Professor Erlinder is being charged with the crime of genocide denail. Specifically, he was arrested on May 28, 2010 in Rwanda. On June 6, 2010, the High Court of Gasabo ruled that there was sufficient evidence to support Erlinder's detention. In addition to speeches made and conferences attended by Professor Erlinder, the court and prosecution referenced conduct and statements made during Erlinder's defense trials at the ICTR. This is almost certainly what caused the ICTR to issue a formal request for his release, and even Secretary of State Hillary Clinton weighed in
According to an Associated Press account, Clinton said she understood "the anxiety of the Rwandan leadership over what they view as genocide denial or genocide rejectionism."
But she was also quoted as saying "We really don't want to see Rwanda undermine its own remarkable progress by beginning to move away from a lot of the very positive actions that undergirded its development so effectively."
Though she didn’t refer by name to Erlinder, a defense attorney for the U.N. International Criminal Tribunal for Rwanda, she is quoted as saying "I think there are ways of dealing with that legitimate concern other than politically acting against opposition figures or lawyers and others."
This latest dispute emerges as relations between Turkey and Israel continue to deteriorate, with renewed calls for both Israel and the United States government to recognize the Armenian genocide. As Mark Arax reported in Salon just yesterday, Abe Foxman of the Anti-Defamation League was all-too willing to deny the Armenian genocide in the interest of political expediency a mere three years ago:
Foxman had just returned from a meeting with Turkish military and government leaders to discuss pressuring Congress, the State Department and President Bush to turn back the genocide resolution once again.
"Our focus is Israel," he explained. "If helping Turkey helps Israel, then that’s what we’re in the business of doing."
But such a bottom line would seem an uncomfortable place for a Jewish leader to be when the question was genocide.
"Was it genocide?" he said. "It was wartime. Things get messy."
"It was wartime" and "[t]hings get messy" is in essence the government of Turkey's response to the Armenian genocide. Perhaps even more revealing, according to Arax, Foxman saw his attempt to compare the Holocaust and the Armenian genocide as an affront, as though the suffering of Jews and Armenians was simply incomparable. Likewise, it is Professor Erlinder's suggestion that Hutus were also targeted that has resulted in a political outcry in defense of his prosecution:
Peter Erlinder has not committed any crime, but rather has been jailed and persecuted for exercising his duties as a defense lawyer at the ICTR -- an environment in which many of his former colleagues on both sides of the cases would attest to the intense nature of these proceedings, and the extraordinary vulnerability and risks faced by those with enough courage to take on unpopular and difficult cases. Part of his work has led him to unearth a number of legal documents from the United Nations and other official organizations, and collect them for review at the website known as the Rwanda Documents Project. Much of this evidence casts doubt on the official story of the 1994 genocide as told by the current authorities, but in no way does Erlinder's research constitute a crime.

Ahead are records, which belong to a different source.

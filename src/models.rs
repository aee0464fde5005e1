//! Data models shared across the pipeline.
//!
//! - [`Article`]: one search hit as collected (title, link, day, snippet)
//! - [`StoredArticle`]: an article read back from the store with its crawl timestamp
//! - [`KeywordTrend`]: surge statistics for one keyword in one run
//! - [`AiText`]: model-generated text, or a recorded failure
//! - [`SummarizedArticle`]: an article whose snippet was replaced by an [`AiText`]

use chrono::NaiveDate;
use serde::{Deserialize, Serialize, Serializer};
use std::fmt;

/// A news item collected from one `(keyword, date, page)` search unit.
///
/// `link` is the identity key across the whole store.
#[derive(Debug, Clone, PartialEq, Eq, Serialize, Deserialize)]
pub struct Article {
    /// Headline as shown on the results page.
    pub title: String,
    /// Absolute article URL.
    pub link: String,
    /// Publication day. `None` when the stored date could not be parsed.
    pub published: Option<NaiveDate>,
    /// Short preview text from the results page.
    pub snippet: String,
}

impl Article {
    pub fn new(title: impl Into<String>, link: impl Into<String>, published: NaiveDate, snippet: impl Into<String>) -> Self {
        Self {
            title: title.into(),
            link: link.into(),
            published: Some(published),
            snippet: snippet.into(),
        }
    }

    /// Text the keyword tokenizer runs over.
    pub fn keyword_text(&self) -> String {
        format!("{} {}", self.title, self.snippet)
    }

    /// `YYYY-MM-DD`, or an empty string for undated articles.
    pub fn date_label(&self) -> String {
        self.published.map(|d| d.to_string()).unwrap_or_default()
    }
}

/// An article row as read back from the store.
#[derive(Debug, Clone, PartialEq, Eq, Serialize)]
pub struct StoredArticle {
    pub article: Article,
    /// Local time of the last upsert, `YYYY-MM-DD HH:MM:SS`.
    pub crawled_at: String,
}

/// Surge statistics for one keyword.
///
/// `surge_ratio` is `recent_frequency / past_frequency`, or `f64::INFINITY`
/// when the keyword never appeared in the past window.
#[derive(Debug, Clone, PartialEq, Serialize)]
pub struct KeywordTrend {
    pub keyword: String,
    pub recent_frequency: u32,
    pub past_frequency: u32,
    #[serde(serialize_with = "serialize_ratio")]
    pub surge_ratio: f64,
}

impl KeywordTrend {
    /// No historical baseline.
    pub fn is_new(&self) -> bool {
        self.surge_ratio.is_infinite()
    }

    /// `2.50x`, or `new trend` for debut keywords.
    pub fn ratio_label(&self) -> String {
        if self.is_new() {
            "new trend".to_string()
        } else {
            format!("{:.2}x", self.surge_ratio)
        }
    }
}

// JSON has no infinity; debut keywords serialize as null.
fn serialize_ratio<S: Serializer>(ratio: &f64, serializer: S) -> Result<S::Ok, S::Error> {
    if ratio.is_finite() {
        serializer.serialize_f64(*ratio)
    } else {
        serializer.serialize_none()
    }
}

/// Output of a model call once it has been turned into data.
///
/// Failures are kept and rendered, never dropped.
#[derive(Debug, Clone, PartialEq, Eq, Serialize)]
#[serde(tag = "status", content = "text", rename_all = "snake_case")]
pub enum AiText {
    Generated(String),
    Failed(String),
}

impl AiText {
    pub fn is_failed(&self) -> bool {
        matches!(self, AiText::Failed(_))
    }
}

impl fmt::Display for AiText {
    fn fmt(&self, f: &mut fmt::Formatter<'_>) -> fmt::Result {
        match self {
            AiText::Generated(text) => f.write_str(text),
            AiText::Failed(reason) => write!(f, "[generation failed] {reason}"),
        }
    }
}

/// An article selected for summarization, with its AI summary or failure.
#[derive(Debug, Clone, PartialEq, Eq, Serialize)]
pub struct SummarizedArticle {
    pub title: String,
    pub link: String,
    pub date: String,
    pub content: AiText,
}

Nevertheless, a disgusting backlash has come out against Erlinder, somehow justifying his grotesque imprisonment because these voices disagree with his political opinions. Right here on The Huffington Post, the seemingly well-intentioned genocide survivor Freddy Umutanguha misconstrues the Erlinder case and argues that "every Rwandan I know would place our right to protect our nation's peace and stability ahead of Mr. Erlinder's right to endanger them." But is that really what Erlinder was doing? Of course not. The mere suggestion that Hutus, as well as Tutsis, were systemically slaughtered -- sometimes by the people currently in power -- appears to be a politically inconvenient discussion that Kagame wants to conceal underneath arbitrary laws of the thought police.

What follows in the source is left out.